The survey, conducted by Greenberg Quinlan Rosner Research in October, asked 800 public school students ages 13-18 about the academic, emotional, and economic effects of COVID-19 for themselves and their families. Researchers also conducted focus groups with the teenagers.
On the whole, students said they weren’t doing as well in school now as they were before the pandemic.
Which of the following statements describes... | ...how you were doing with your school work and academics before the coronavirus pandemic began last spring? | ...how you are currently doing with your school work and academics? |
Doing well | 58% | 32% |
Doing OK | 36 | 48 |
Struggling | 6 | 20 |
This change was especially pronounced for the younger students in the sample, ages 13-15, and for students whose parents or guardians didn’t have college degrees.
When asked what would be most helpful to their learning right now, students emphasized student-teacher connections and individual support. The top four things that students said would be “very helpful” were:
- More interaction between teachers and students
- Additional tutoring to help them catch up and stay on track
- Faster grading and feedback from teachers
- More one-on-one time with teachers
On a call with reporters, NEA president Becky Pringle said it’s incumbent on school leaders to create schedules that meet these needs.
“We’re not talking about adding onto a teacher’s day,” Pringle said. “We’re talking about collaborating with educators in the way that they restructure a day, so that they can provide those kinds of things that the students are asking for.”
Research has shown that intensive tutoring is also one of the most effective ways to help students make up ground academically—and experts suggest that it’s a promising strategy for combatting learning loss due to school shutdowns, as Education Week’s Stephen Sawchuk reported earlier this year.
Fears and Disparate Impact
The majority of students also wanted some time in school buildings. When asked what mode of schooling they’d prefer assuming that “nothing changes with the coronavirus,” 38 percent said they would want to be full-time in person and 27 percent preferred a hybrid model with some time in both environments. Still, 35 percent said they would want full-time online school.

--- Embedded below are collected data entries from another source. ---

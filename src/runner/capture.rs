//! Bounded output capture
//!
//! Each stream is drained by its own task while the caller waits for the child,
//! so a chatty program can never block on a full pipe. Bytes beyond the limit
//! are read and dropped.

use std::io;
use std::time::Duration;
use tokio::io::{AsyncRead, AsyncReadExt};
use tokio::process::Child;
use tokio::sync::oneshot;
use tokio::task::JoinHandle;

const CHUNK_SIZE: usize = 8192;

/// Bytes read from one stream
#[derive(Debug, Default)]
pub struct Captured {
    pub bytes: Vec<u8>,
    /// True if the stream produced more than the limit
    pub truncated: bool,
}

impl Captured {
    /// Decode as UTF-8 (lossy), noting truncation at the end
    pub fn into_text(self) -> String {
        let mut text = String::from_utf8_lossy(&self.bytes).into_owned();
        if self.truncated {
            if !text.ends_with('\n') && !text.is_empty() {
                text.push('\n');
            }
            text.push_str(&format!("[output truncated after {} bytes]", self.bytes.len()));
        }
        text
    }
}

/// Background reader for one stream
pub struct StreamCapture {
    handle: JoinHandle<io::Result<Captured>>,
    stop: Option<oneshot::Sender<()>>,
}

impl StreamCapture {
    pub fn spawn<R>(reader: R, limit: usize) -> Self
    where
        R: AsyncRead + Unpin + Send + 'static,
    {
        let (stop, stop_rx) = oneshot::channel();
        let handle = tokio::spawn(read_capped(reader, limit, stop_rx));
        Self {
            handle,
            stop: Some(stop),
        }
    }

    /// Wait for EOF. If the stream stays open past `grace` (a descendant still
    /// holds the pipe), stop reading and keep what was captured.
    pub async fn finish(mut self, grace: Duration) -> io::Result<Captured> {
        if let Ok(joined) = tokio::time::timeout(grace, &mut self.handle).await {
            return joined.map_err(io::Error::other)?;
        }
        if let Some(stop) = self.stop.take() {
            let _ = stop.send(());
        }
        (&mut self.handle).await.map_err(io::Error::other)?
    }

    /// Discard the stream
    pub fn abort(self) {
        self.handle.abort();
    }
}

async fn read_capped<R>(
    mut reader: R,
    limit: usize,
    mut stop: oneshot::Receiver<()>,
) -> io::Result<Captured>
where
    R: AsyncRead + Unpin,
{
    let mut captured = Captured::default();
    let mut chunk = [0u8; CHUNK_SIZE];

    loop {
        let n = tokio::select! {
            read = reader.read(&mut chunk) => read?,
            _ = &mut stop => break,
        };
        if n == 0 {
            break;
        }

        let room = limit.saturating_sub(captured.bytes.len());
        if n > room {
            captured.truncated = true;
        }
        captured.bytes.extend_from_slice(&chunk[..n.min(room)]);
    }

    Ok(captured)
}

/// stdout and stderr readers for one child
pub struct Pipes {
    stdout: StreamCapture,
    stderr: StreamCapture,
}

impl Pipes {
    /// Take the child's piped stdout/stderr and start draining them
    pub fn capture(child: &mut Child, limit: usize) -> io::Result<Self> {
        let stdout = child
            .stdout
            .take()
            .ok_or_else(|| io::Error::other("child stdout is not piped"))?;
        let stderr = child
            .stderr
            .take()
            .ok_or_else(|| io::Error::other("child stderr is not piped"))?;

        Ok(Self {
            stdout: StreamCapture::spawn(stdout, limit),
            stderr: StreamCapture::spawn(stderr, limit),
        })
    }

    /// Collect both streams as text
    pub async fn finish(self, grace: Duration) -> io::Result<(String, String)> {
        let (stdout, stderr) = tokio::join!(
            self.stdout.finish(grace),
            self.stderr.finish(grace)
        );
        Ok((stdout?.into_text(), stderr?.into_text()))
    }

    pub fn abort(self) {
        self.stdout.abort();
        self.stderr.abort();
    }
}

In focus groups, many students connected hesitancy about in-person learning to fears about the virus, said Missy Egelsky, a senior vice president at Greenberg Quinlan Rosner Research, on a call with reporters. “The anxiety wasn’t so much about fear of themselves getting it, but that they would bring it home and impact their family,” she said.
Egelsky shared quotes from the students: “I want to keep my family safe and my parents are both higher risk, so it’s not worth it to go to school,” said one white student in a rural school system.
A Black student in an urban school system said that online learning was safer: “My parents also support that [i.e., online learning] if it’s still an option … . Stuff changes when the virus ends,” the student said.
About 1 in 10 teenagers surveyed said that someone in their household had gotten sick with COVID-19, and more reported that the virus had affected people they knew: 40 percent said they had a friend who got sick with COVID-19, and 36 percent said a family member who doesn’t live with them had contracted the virus.
More than half of the students polled, 56 percent, said they were “doing OK” (as opposed to “well” or “struggling”).
But the survey also found that Black students, in particular, were more likely to have experienced economic hardships as a result of the pandemic: 37 percent of Black students said that at least one of the adults in their household had lost their job due to the coronavirus, compared to 27 percent of Latino students, 23 percent of white students, and 16 percent of Asian American and Pacific Islander students.